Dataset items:

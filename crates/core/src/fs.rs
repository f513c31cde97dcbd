//! Disk-backed filesystem implementation

use crate::Result;
use crate::traits::FileSystem;
use std::fs;
use std::path::Path;

/// [`FileSystem`] implementation backed by `std::fs`
#[derive(Debug, Clone, Copy, Default)]
pub struct OsFileSystem;

impl FileSystem for OsFileSystem {
    fn read_to_string(&self, path: &Path) -> Result<String> {
        Ok(fs::read_to_string(path)?)
    }

    fn write(&self, path: &Path, contents: &str) -> Result<()> {
        Ok(fs::write(path, contents)?)
    }

    fn exists(&self, path: &Path) -> bool {
        path.exists()
    }

    fn create_dir_all(&self, path: &Path) -> Result<()> {
        Ok(fs::create_dir_all(path)?)
    }
}

#[cfg(test)]
mod tests {
    #![allow(clippy::unwrap_used)]
    use super::*;

    #[test]
    fn test_write_then_read_roundtrip() {
        let dir = tempfile::tempdir().unwrap();
        let path = dir.path().join("note.txt");
        let fs = OsFileSystem;

        fs.write(&path, "Project: demo").unwrap();
        assert!(fs.exists(&path));
        assert_eq!(fs.read_to_string(&path).unwrap(), "Project: demo");
    }

    #[test]
    fn test_write_overwrites_existing_file() {
        let dir = tempfile::tempdir().unwrap();
        let path = dir.path().join("note.txt");
        let fs = OsFileSystem;

        fs.write(&path, "first").unwrap();
        fs.write(&path, "second").unwrap();
        assert_eq!(fs.read_to_string(&path).unwrap(), "second");
    }

    #[test]
    fn test_create_dir_all_is_idempotent() {
        let dir = tempfile::tempdir().unwrap();
        let nested = dir.path().join("a/b/c");
        let fs = OsFileSystem;

        fs.create_dir_all(&nested).unwrap();
        fs.create_dir_all(&nested).unwrap();
        assert!(nested.is_dir());
    }

    #[test]
    fn test_read_missing_file_is_io_error() {
        let dir = tempfile::tempdir().unwrap();
        let fs = OsFileSystem;
        let error = fs.read_to_string(&dir.path().join("absent")).unwrap_err();
        assert!(matches!(error, crate::Error::Io(_)));
    }
}
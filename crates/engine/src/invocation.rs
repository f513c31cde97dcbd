//! Invocation inputs
//!
//! The ordered token list supplied by the process context, reshaped into an
//! explicit value so the engine never reads ambient process state. `load`
//! and `execute` take an [`Invocation`] as a parameter, which makes the
//! engine callable multiple times in one process and trivially testable.

/// A resolved invocation: the command name and its positional values
#[derive(Debug, Clone, Default, PartialEq, Eq)]
pub struct Invocation {
    command: Option<String>,
    params: Vec<String>,
}

impl Invocation {
    /// Build an invocation from an explicit command and parameter values
    #[must_use]
    pub fn new(command: impl Into<String>, params: Vec<String>) -> Self {
        Self {
            command: Some(command.into()),
            params,
        }
    }

    /// Build an invocation from a raw argv-style token list
    ///
    /// Token at index 2 is the command name; tokens from index 3 onward are
    /// positional parameter values. This matches the process argument shape
    /// of an interpreter-launched script (`[runtime, script, command, ...]`).
    pub fn from_argv<I>(tokens: I) -> Self
    where
        I: IntoIterator<Item = String>,
    {
        let mut tokens = tokens.into_iter().skip(2);
        let command = tokens.next();
        Self {
            command,
            params: tokens.collect(),
        }
    }

    /// The command name, if one was supplied
    #[must_use]
    pub fn command(&self) -> Option<&str> {
        self.command.as_deref()
    }

    /// The positional parameter value at `index` (0-based)
    #[must_use]
    pub fn param(&self, index: usize) -> Option<&str> {
        self.params.get(index).map(String::as_str)
    }

    /// All positional parameter values in order
    #[must_use]
    pub fn params(&self) -> &[String] {
        &self.params
    }
}
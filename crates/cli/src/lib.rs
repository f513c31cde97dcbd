//! Command-line interface for tesseract
//!
//! Parses flags and positional arguments, configures the console logger,
//! and drives one `load`/`execute` cycle of the engine.

use clap::Parser;
use std::path::PathBuf;
use tesseract_core::{ConsoleLogger, LogLevel, LogOptions};
use tesseract_engine::engine::DEFAULT_MANIFEST_PATH;
use tesseract_engine::{Engine, Invocation};

/// Configuration-driven project scaffolding
///
/// Runs a command defined in the manifest, substituting positional
/// parameters into template files and destination paths.
#[derive(Debug, Parser)]
#[command(name = "tesseract", version, about)]
pub struct Cli {
    /// Path to the manifest file
    #[arg(long, value_name = "PATH", default_value = DEFAULT_MANIFEST_PATH)]
    pub manifest: PathBuf,

    /// Show debug-level output
    #[arg(short, long)]
    pub verbose: bool,

    /// Disable ANSI coloring in log output
    #[arg(long)]
    pub no_color: bool,

    /// Omit the timestamp prefix from log output
    #[arg(long)]
    pub no_timestamp: bool,

    /// Omit the severity label from log output
    #[arg(long)]
    pub no_level: bool,

    /// Command to run, as declared in the manifest
    pub command: String,

    /// Positional parameter values, bound in manifest-declared order
    pub params: Vec<String>,
}

impl Cli {
    fn log_options(&self) -> LogOptions {
        LogOptions {
            timestamp: !self.no_timestamp,
            level: !self.no_level,
            color: !self.no_color,
        }
    }
}

/// Run one load/execute cycle for the parsed arguments
pub fn run(cli: Cli) -> anyhow::Result<()> {
    let min_level = if cli.verbose {
        LogLevel::Debug
    } else {
        LogLevel::Info
    };
    let logger = ConsoleLogger::new(cli.log_options()).with_min_level(min_level);

    let mut engine = Engine::new(&cli.manifest).with_logger(Box::new(logger));
    let invocation = Invocation::new(cli.command, cli.params);

    engine.load(&invocation)?;
    engine.execute(&invocation)?;
    Ok(())
}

Work instructions: Check each line of the data above, and please copy the ones in which the string "bool" occurs.

Task result:
    fn exists(&self, path: &Path) -> bool {
    pub verbose: bool,
    pub no_color: bool,
    pub no_timestamp: bool,
    pub no_level: bool,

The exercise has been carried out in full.